• DATA RECORDS:
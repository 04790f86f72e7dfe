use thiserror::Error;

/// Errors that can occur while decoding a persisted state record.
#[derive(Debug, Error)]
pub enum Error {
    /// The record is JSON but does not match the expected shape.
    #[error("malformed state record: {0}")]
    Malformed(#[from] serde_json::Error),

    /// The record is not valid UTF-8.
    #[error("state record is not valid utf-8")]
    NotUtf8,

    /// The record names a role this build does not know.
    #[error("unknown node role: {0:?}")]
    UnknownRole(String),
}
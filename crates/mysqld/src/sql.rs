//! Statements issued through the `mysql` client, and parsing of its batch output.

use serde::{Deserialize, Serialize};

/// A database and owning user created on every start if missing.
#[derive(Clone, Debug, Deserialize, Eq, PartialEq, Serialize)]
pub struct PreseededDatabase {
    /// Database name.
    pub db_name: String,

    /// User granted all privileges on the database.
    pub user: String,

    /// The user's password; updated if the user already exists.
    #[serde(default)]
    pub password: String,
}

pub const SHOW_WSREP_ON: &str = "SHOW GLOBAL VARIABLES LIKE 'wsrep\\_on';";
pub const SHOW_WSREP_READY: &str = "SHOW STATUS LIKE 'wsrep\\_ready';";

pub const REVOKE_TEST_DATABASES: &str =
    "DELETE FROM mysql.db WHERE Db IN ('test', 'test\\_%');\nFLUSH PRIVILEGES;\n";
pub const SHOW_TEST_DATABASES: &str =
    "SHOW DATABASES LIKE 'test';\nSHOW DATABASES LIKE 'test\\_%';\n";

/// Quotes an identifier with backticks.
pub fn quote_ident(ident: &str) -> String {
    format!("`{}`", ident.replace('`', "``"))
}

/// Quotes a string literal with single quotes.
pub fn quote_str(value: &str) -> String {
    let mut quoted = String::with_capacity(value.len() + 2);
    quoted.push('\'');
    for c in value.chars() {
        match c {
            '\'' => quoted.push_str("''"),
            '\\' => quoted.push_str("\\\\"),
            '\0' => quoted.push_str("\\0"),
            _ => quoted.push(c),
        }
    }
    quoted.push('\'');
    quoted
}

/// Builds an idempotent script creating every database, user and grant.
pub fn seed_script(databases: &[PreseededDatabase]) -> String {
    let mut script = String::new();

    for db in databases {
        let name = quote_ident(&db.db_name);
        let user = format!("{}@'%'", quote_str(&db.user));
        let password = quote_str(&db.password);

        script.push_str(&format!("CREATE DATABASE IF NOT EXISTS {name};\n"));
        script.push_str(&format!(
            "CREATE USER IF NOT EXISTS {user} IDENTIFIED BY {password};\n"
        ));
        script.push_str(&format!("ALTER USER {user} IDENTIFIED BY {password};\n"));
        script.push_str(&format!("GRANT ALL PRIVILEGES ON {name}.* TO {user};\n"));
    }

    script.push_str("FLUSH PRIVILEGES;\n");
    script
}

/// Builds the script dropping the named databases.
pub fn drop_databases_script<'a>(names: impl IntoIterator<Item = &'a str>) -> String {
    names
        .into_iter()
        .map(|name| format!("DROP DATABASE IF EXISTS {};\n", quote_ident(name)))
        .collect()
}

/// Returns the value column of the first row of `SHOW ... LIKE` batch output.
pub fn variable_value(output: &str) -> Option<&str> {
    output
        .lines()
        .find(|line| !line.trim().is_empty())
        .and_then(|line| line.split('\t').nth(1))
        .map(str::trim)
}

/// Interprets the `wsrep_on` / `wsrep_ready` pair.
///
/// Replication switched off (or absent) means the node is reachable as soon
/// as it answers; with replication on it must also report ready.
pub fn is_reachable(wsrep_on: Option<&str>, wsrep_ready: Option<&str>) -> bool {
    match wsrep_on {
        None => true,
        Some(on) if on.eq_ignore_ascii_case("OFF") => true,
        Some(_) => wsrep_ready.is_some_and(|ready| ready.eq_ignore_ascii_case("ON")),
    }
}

• YOUR GOAL: Set the entries above down once more, exactly as they stand.

• TASK RESULT:
repository 04790f86f72e7dfe
use thiserror::Error;

/// Errors that can occur while decoding a persisted state record.
#[derive(Debug, Error)]
pub enum Error {
    /// The record is JSON but does not match the expected shape.
    #[error("malformed state record: {0}")]
    Malformed(#[from] serde_json::Error),

    /// The record is not valid UTF-8.
    #[error("state record is not valid utf-8")]
    NotUtf8,

    /// The record names a role this build does not know.
    #[error("unknown node role: {0:?}")]
    UnknownRole(String),
}
filename crates/mysqld/src/sql.rs
//! Statements issued through the `mysql` client, and parsing of its batch output.

use serde::{Deserialize, Serialize};

/// A database and owning user created on every start if missing.
#[derive(Clone, Debug, Deserialize, Eq, PartialEq, Serialize)]
pub struct PreseededDatabase {
    /// Database name.
    pub db_name: String,

    /// User granted all privileges on the database.
    pub user: String,

    /// The user's password; updated if the user already exists.
    #[serde(default)]
    pub password: String,
}

pub const SHOW_WSREP_ON: &str = "SHOW GLOBAL VARIABLES LIKE 'wsrep\\_on';";
pub const SHOW_WSREP_READY: &str = "SHOW STATUS LIKE 'wsrep\\_ready';";

pub const REVOKE_TEST_DATABASES: &str =
    "DELETE FROM mysql.db WHERE Db IN ('test', 'test\\_%');\nFLUSH PRIVILEGES;\n";
pub const SHOW_TEST_DATABASES: &str =
    "SHOW DATABASES LIKE 'test';\nSHOW DATABASES LIKE 'test\\_%';\n";

/// Quotes an identifier with backticks.
pub fn quote_ident(ident: &str) -> String {
    format!("`{}`", ident.replace('`', "``"))
}

/// Quotes a string literal with single quotes.
pub fn quote_str(value: &str) -> String {
    let mut quoted = String::with_capacity(value.len() + 2);
    quoted.push('\'');
    for c in value.chars() {
        match c {
            '\'' => quoted.push_str("''"),
            '\\' => quoted.push_str("\\\\"),
            '\0' => quoted.push_str("\\0"),
            _ => quoted.push(c),
        }
    }
    quoted.push('\'');
    quoted
}

/// Builds an idempotent script creating every database, user and grant.
pub fn seed_script(databases: &[PreseededDatabase]) -> String {
    let mut script = String::new();

    for db in databases {
        let name = quote_ident(&db.db_name);
        let user = format!("{}@'%'", quote_str(&db.user));
        let password = quote_str(&db.password);

        script.push_str(&format!("CREATE DATABASE IF NOT EXISTS {name};\n"));
        script.push_str(&format!(
            "CREATE USER IF NOT EXISTS {user} IDENTIFIED BY {password};\n"
        ));
        script.push_str(&format!("ALTER USER {user} IDENTIFIED BY {password};\n"));
        script.push_str(&format!("GRANT ALL PRIVILEGES ON {name}.* TO {user};\n"));
    }

    script.push_str("FLUSH PRIVILEGES;\n");
    script
}

/// Builds the script dropping the named databases.
pub fn drop_databases_script<'a>(names: impl IntoIterator<Item = &'a str>) -> String {
    names
        .into_iter()
        .map(|name| format!("DROP DATABASE IF EXISTS {};\n", quote_ident(name)))
        .collect()
}

/// Returns the value column of the first row of `SHOW ... LIKE` batch output.
pub fn variable_value(output: &str) -> Option<&str> {
    output
        .lines()
        .find(|line| !line.trim().is_empty())
        .and_then(|line| line.split('\t').nth(1))
        .map(str::trim)
}

/// Interprets the `wsrep_on` / `wsrep_ready` pair.
///
/// Replication switched off (or absent) means the node is reachable as soon
/// as it answers; with replication on it must also report ready.
pub fn is_reachable(wsrep_on: Option<&str>, wsrep_ready: Option<&str>) -> bool {
    match wsrep_on {
        None => true,
        Some(on) if on.eq_ignore_ascii_case("OFF") => true,
        Some(_) => wsrep_ready.is_some_and(|ready| ready.eq_ignore_ascii_case("ON")),
    }
}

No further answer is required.